//! HTTP forward proxy.
//!
//! Exactly two shapes of traffic are supported: `CONNECT host:port`, which
//! becomes a raw tunnel through the [`pump`](crate::pump::pump) after a
//! policy check, and plain HTTP requests, which are round-tripped to the
//! upstream with hop-by-hop headers stripped. Everything else the enclave
//! does not need.

use crate::forward::BoxedStream;
use crate::policy::{EgressPolicy, Verdict};
use crate::pump::pump;
use async_trait::async_trait;
use bytes::Bytes;
use http_body_util::combinators::BoxBody;
use http_body_util::{BodyExt, Empty, Full};
use hyper::body::Incoming;
use hyper::header::{HeaderMap, HeaderName, HeaderValue, CONNECTION, HOST};
use hyper::service::service_fn;
use hyper::{Method, Request, Response, StatusCode, Uri};
use hyper_util::rt::TokioIo;
use std::future::Future;
use std::io;
use std::sync::Arc;
use std::time::Duration;
use thiserror::Error;
use tokio::net::{TcpListener, TcpStream};
use tokio::sync::watch;
use tokio_util::sync::CancellationToken;
use tracing::{debug, info, warn};

pub type ProxyBody = BoxBody<Bytes, hyper::Error>;

pub fn empty_body() -> ProxyBody {
    Empty::<Bytes>::new().map_err(|never| match never {}).boxed()
}

pub fn full_body(data: impl Into<Bytes>) -> ProxyBody {
    Full::new(data.into()).map_err(|never| match never {}).boxed()
}

pub fn status_response(status: StatusCode, message: &'static str) -> Response<ProxyBody> {
    Response::builder()
        .status(status)
        .body(full_body(message))
        .expect("static response")
}

/// Capability to open a connection to a named upstream. The enclave side
/// injects a dialer that tunnels through the parent; tests and the outside
/// proxy dial directly.
#[async_trait]
pub trait UpstreamDialer: Send + Sync {
    async fn dial(&self, host: &str, port: u16) -> io::Result<BoxedStream>;
}

/// Plain TCP dialer.
pub struct DirectDialer;

#[async_trait]
impl UpstreamDialer for DirectDialer {
    async fn dial(&self, host: &str, port: u16) -> io::Result<BoxedStream> {
        let stream = TcpStream::connect((host, port)).await?;
        Ok(Box::new(stream))
    }
}

#[derive(Debug, Error)]
pub enum ForwardError {
    #[error("request has no authority to dial")]
    MissingAuthority,
    #[error("failed to dial upstream")]
    Dial(#[source] io::Error),
    #[error("upstream round-trip failed")]
    Upstream(#[source] hyper::Error),
}

pub struct HttpProxy<D: ?Sized> {
    policy: Arc<EgressPolicy>,
    dialer: Arc<D>,
}

impl<D: UpstreamDialer + ?Sized + 'static> HttpProxy<D> {
    pub fn new(policy: Arc<EgressPolicy>, dialer: Arc<D>) -> Arc<Self> {
        Arc::new(Self { policy, dialer })
    }

    /// Serve until cancelled, then drain in-flight requests up to
    /// `drain_deadline`. Active CONNECT tunnels are not drained; they are
    /// aborted when the process exits.
    pub async fn serve(
        self: Arc<Self>,
        listener: TcpListener,
        cancel: CancellationToken,
        drain_deadline: Duration,
    ) -> io::Result<()> {
        let proxy = self.clone();
        serve_connections(
            listener,
            move |req| {
                let proxy = proxy.clone();
                async move { Ok(proxy.handle(req).await) }
            },
            cancel,
            drain_deadline,
        )
        .await
    }

    pub async fn handle(&self, req: Request<Incoming>) -> Response<ProxyBody> {
        if req.method() == Method::CONNECT {
            self.handle_connect(req).await
        } else {
            self.handle_forward(req).await
        }
    }

    async fn handle_connect(&self, req: Request<Incoming>) -> Response<ProxyBody> {
        let Some(authority) = req.uri().authority().cloned() else {
            return status_response(StatusCode::BAD_REQUEST, "CONNECT requires host:port");
        };
        let host = unbracket(authority.host());
        let port = authority.port_u16().unwrap_or(443);

        if self.policy.resolve(&host, port) == Verdict::Deny {
            info!(%host, port, "egress denied");
            return status_response(StatusCode::FORBIDDEN, "destination not permitted by policy");
        }

        let upstream = match self.dialer.dial(&host, port).await {
            Ok(stream) => stream,
            Err(e) => {
                warn!(%host, port, error = %e, "tunnel dial failed");
                return status_response(StatusCode::BAD_GATEWAY, "upstream unavailable");
            }
        };

        tokio::spawn(async move {
            match hyper::upgrade::on(req).await {
                Ok(upgraded) => {
                    let client = TokioIo::new(upgraded);
                    match pump(client, upstream).await {
                        Ok(summary) => debug!(
                            %host,
                            port,
                            rx = summary.client_to_upstream,
                            tx = summary.upstream_to_client,
                            "tunnel closed"
                        ),
                        Err(e) => debug!(%host, port, error = %e, "tunnel closed with error"),
                    }
                }
                Err(e) => warn!(%host, port, error = %e, "connect upgrade failed"),
            }
        });

        Response::builder()
            .status(StatusCode::OK)
            .body(empty_body())
            .expect("static response")
    }

    async fn handle_forward(&self, req: Request<Incoming>) -> Response<ProxyBody> {
        let Some((host, port)) = request_authority(&req) else {
            return status_response(StatusCode::BAD_REQUEST, "request target required");
        };
        if self.policy.resolve(&host, port) == Verdict::Deny {
            info!(%host, port, "egress denied");
            return status_response(StatusCode::FORBIDDEN, "destination not permitted by policy");
        }
        match forward_request(self.dialer.as_ref(), req).await {
            Ok(response) => response,
            Err(ForwardError::MissingAuthority) => {
                status_response(StatusCode::BAD_REQUEST, "request target required")
            }
            Err(e) => {
                warn!(%host, port, error = %e, "forward failed");
                status_response(StatusCode::BAD_GATEWAY, "upstream unavailable")
            }
        }
    }
}

/// Round-trip `req` to the authority it names, via `dialer`. Policy decisions
/// belong to the caller; this only moves bytes.
pub async fn forward_request<D, B>(
    dialer: &D,
    req: Request<B>,
) -> Result<Response<ProxyBody>, ForwardError>
where
    D: UpstreamDialer + ?Sized,
    B: hyper::body::Body + Send + 'static,
    B::Data: Send,
    B::Error: Into<Box<dyn std::error::Error + Send + Sync>>,
{
    let (host, port) = request_authority(&req).ok_or(ForwardError::MissingAuthority)?;
    let stream = dialer.dial(&host, port).await.map_err(ForwardError::Dial)?;
    let (mut sender, conn) = hyper::client::conn::http1::handshake(TokioIo::new(stream))
        .await
        .map_err(ForwardError::Upstream)?;
    tokio::spawn(async move {
        if let Err(e) = conn.await {
            debug!(error = %e, "upstream connection ended");
        }
    });

    let outbound = to_origin_form(req, &host, port);
    let response = sender
        .send_request(outbound)
        .await
        .map_err(ForwardError::Upstream)?;

    let (mut parts, body) = response.into_parts();
    strip_hop_by_hop(&mut parts.headers);
    Ok(Response::from_parts(parts, body.boxed()))
}

/// The authority a request targets: the absolute-form URI if present,
/// otherwise the `Host` header. Ports default per scheme.
pub fn request_authority<B>(req: &Request<B>) -> Option<(String, u16)> {
    if let Some(host) = req.uri().host() {
        let port = req
            .uri()
            .port_u16()
            .unwrap_or_else(|| default_port(req.uri().scheme_str()));
        return Some((unbracket(host), port));
    }
    let value = req.headers().get(HOST)?.to_str().ok()?;
    let authority: http::uri::Authority = value.parse().ok()?;
    let port = authority.port_u16().unwrap_or(80);
    Some((unbracket(authority.host()), port))
}

fn default_port(scheme: Option<&str>) -> u16 {
    match scheme {
        Some("https") => 443,
        _ => 80,
    }
}

fn unbracket(host: &str) -> String {
    host.trim_start_matches('[')
        .trim_end_matches(']')
        .to_string()
}

/// Rewrite a proxied request into origin form for the upstream: relative
/// request target, hop-by-hop headers removed, `Host` present.
fn to_origin_form<B>(req: Request<B>, host: &str, port: u16) -> Request<B> {
    let (mut parts, body) = req.into_parts();
    let target = parts
        .uri
        .path_and_query()
        .map(|pq| pq.as_str().to_string())
        .unwrap_or_else(|| "/".to_string());
    parts.uri = target.parse().unwrap_or_else(|_| Uri::from_static("/"));
    parts.version = hyper::Version::HTTP_11;
    strip_hop_by_hop(&mut parts.headers);
    if !parts.headers.contains_key(HOST) {
        let value = if port == 80 {
            host.to_string()
        } else {
            format!("{host}:{port}")
        };
        if let Ok(value) = HeaderValue::try_from(value) {
            parts.headers.insert(HOST, value);
        }
    }
    Request::from_parts(parts, body)
}

const HOP_BY_HOP: [&str; 9] = [
    "connection",
    "keep-alive",
    "proxy-authenticate",
    "proxy-authorization",
    "proxy-connection",
    "te",
    "trailer",
    "transfer-encoding",
    "upgrade",
];

pub fn strip_hop_by_hop(headers: &mut HeaderMap) {
    let mut named: Vec<HeaderName> = Vec::new();
    for value in headers.get_all(CONNECTION) {
        if let Ok(list) = value.to_str() {
            for token in list.split(',') {
                if let Ok(name) = token.trim().parse::<HeaderName>() {
                    named.push(name);
                }
            }
        }
    }
    for name in named {
        headers.remove(name);
    }
    for name in HOP_BY_HOP {
        headers.remove(name);
    }
}

/// Accept loop shared by the egress proxy and the KMS proxy: HTTP/1.1 with
/// upgrade support, graceful drain on cancellation bounded by
/// `drain_deadline`.
pub async fn serve_connections<F, Fut>(
    listener: TcpListener,
    handler: F,
    cancel: CancellationToken,
    drain_deadline: Duration,
) -> io::Result<()>
where
    F: Fn(Request<Incoming>) -> Fut + Clone + Send + Sync + 'static,
    Fut: Future<Output = Result<Response<ProxyBody>, hyper::Error>> + Send + 'static,
{
    // `hyper_util::server::graceful::GracefulShutdown` does not implement its
    // (sealed) `GracefulConnection` trait for upgrade-capable connections, so
    // the drain is wired up by hand here using the same watch-channel
    // approach, driving `UpgradeableConnection::graceful_shutdown` directly.
    let (shutdown_tx, _) = watch::channel(());
    loop {
        tokio::select! {
            _ = cancel.cancelled() => break,
            accepted = listener.accept() => match accepted {
                Ok((stream, peer)) => {
                    debug!(%peer, "proxy connection accepted");
                    let handler = handler.clone();
                    let mut conn = Box::pin(
                        hyper::server::conn::http1::Builder::new()
                            .serve_connection(
                                TokioIo::new(stream),
                                service_fn(move |req| handler(req)),
                            )
                            .with_upgrades(),
                    );
                    let mut shutdown_rx = shutdown_tx.subscribe();
                    tokio::spawn(async move {
                        tokio::select! {
                            res = conn.as_mut() => {
                                if let Err(e) = res {
                                    debug!(error = %e, "proxy connection error");
                                }
                            }
                            _ = shutdown_rx.changed() => {
                                conn.as_mut().graceful_shutdown();
                                if let Err(e) = conn.as_mut().await {
                                    debug!(error = %e, "proxy connection error");
                                }
                            }
                        }
                    });
                }
                Err(e) => {
                    warn!(error = %e, "proxy accept failed");
                    tokio::time::sleep(Duration::from_millis(100)).await;
                }
            },
        }
    }

    // Stop accepting before draining what is in flight.
    drop(listener);
    let drained = async {
        let _ = shutdown_tx.send(());
        shutdown_tx.closed().await;
    };
    tokio::select! {
        _ = drained => info!("proxy drained"),
        _ = tokio::time::sleep(drain_deadline) => info!("proxy drain deadline reached"),
    }
    Ok(())
}

#[cfg(test)]
mod tests {
    use super::*;

    #[test]
    fn strips_hop_by_hop_and_connection_named() {
        let mut headers = HeaderMap::new();
        headers.insert(CONNECTION, HeaderValue::from_static("close, x-custom-hop"));
        headers.insert("x-custom-hop", HeaderValue::from_static("1"));
        headers.insert("transfer-encoding", HeaderValue::from_static("chunked"));
        headers.insert("x-app", HeaderValue::from_static("keep"));
        strip_hop_by_hop(&mut headers);
        assert!(headers.get("x-custom-hop").is_none());
        assert!(headers.get("transfer-encoding").is_none());
        assert!(headers.get(CONNECTION).is_none());
        assert_eq!(headers.get("x-app").unwrap(), "keep");
    }

    #[test]
    fn authority_from_absolute_uri() {
        let req = Request::builder()
            .uri("https://example.com/path")
            .body(())
            .unwrap();
        assert_eq!(
            request_authority(&req),
            Some(("example.com".to_string(), 443))
        );

        let req = Request::builder()
            .uri("http://example.com:8080/path")
            .body(())
            .unwrap();
        assert_eq!(
            request_authority(&req),
            Some(("example.com".to_string(), 8080))
        );
    }

    #[test]
    fn authority_from_host_header() {
        let req = Request::builder()
            .uri("/path")
            .header(HOST, "example.com:81")
            .body(())
            .unwrap();
        assert_eq!(
            request_authority(&req),
            Some(("example.com".to_string(), 81))
        );

        let req = Request::builder().uri("/path").body(()).unwrap();
        assert_eq!(request_authority(&req), None);
    }

    #[test]
    fn origin_form_rewrites_target_and_host() {
        let req = Request::builder()
            .uri("http://example.com:8080/a/b?c=1")
            .header("connection", "close")
            .body(())
            .unwrap();
        let out = to_origin_form(req, "example.com", 8080);
        assert_eq!(out.uri(), "/a/b?c=1");
        assert_eq!(out.headers().get(HOST).unwrap(), "example.com:8080");
        assert!(out.headers().get("connection").is_none());
    }
}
━━━
_Work task_. Could you repeat exactly the lines above from the line with "let proxy = self.clone();" up to and including the line with "self.handle_connect(req).await", and only those?

_Answer to this exercise_.
        let proxy = self.clone();
        serve_connections(
            listener,
            move |req| {
                let proxy = proxy.clone();
                async move { Ok(proxy.handle(req).await) }
            },
            cancel,
            drain_deadline,
        )
        .await
    }

    pub async fn handle(&self, req: Request<Incoming>) -> Response<ProxyBody> {
        if req.method() == Method::CONNECT {
            self.handle_connect(req).await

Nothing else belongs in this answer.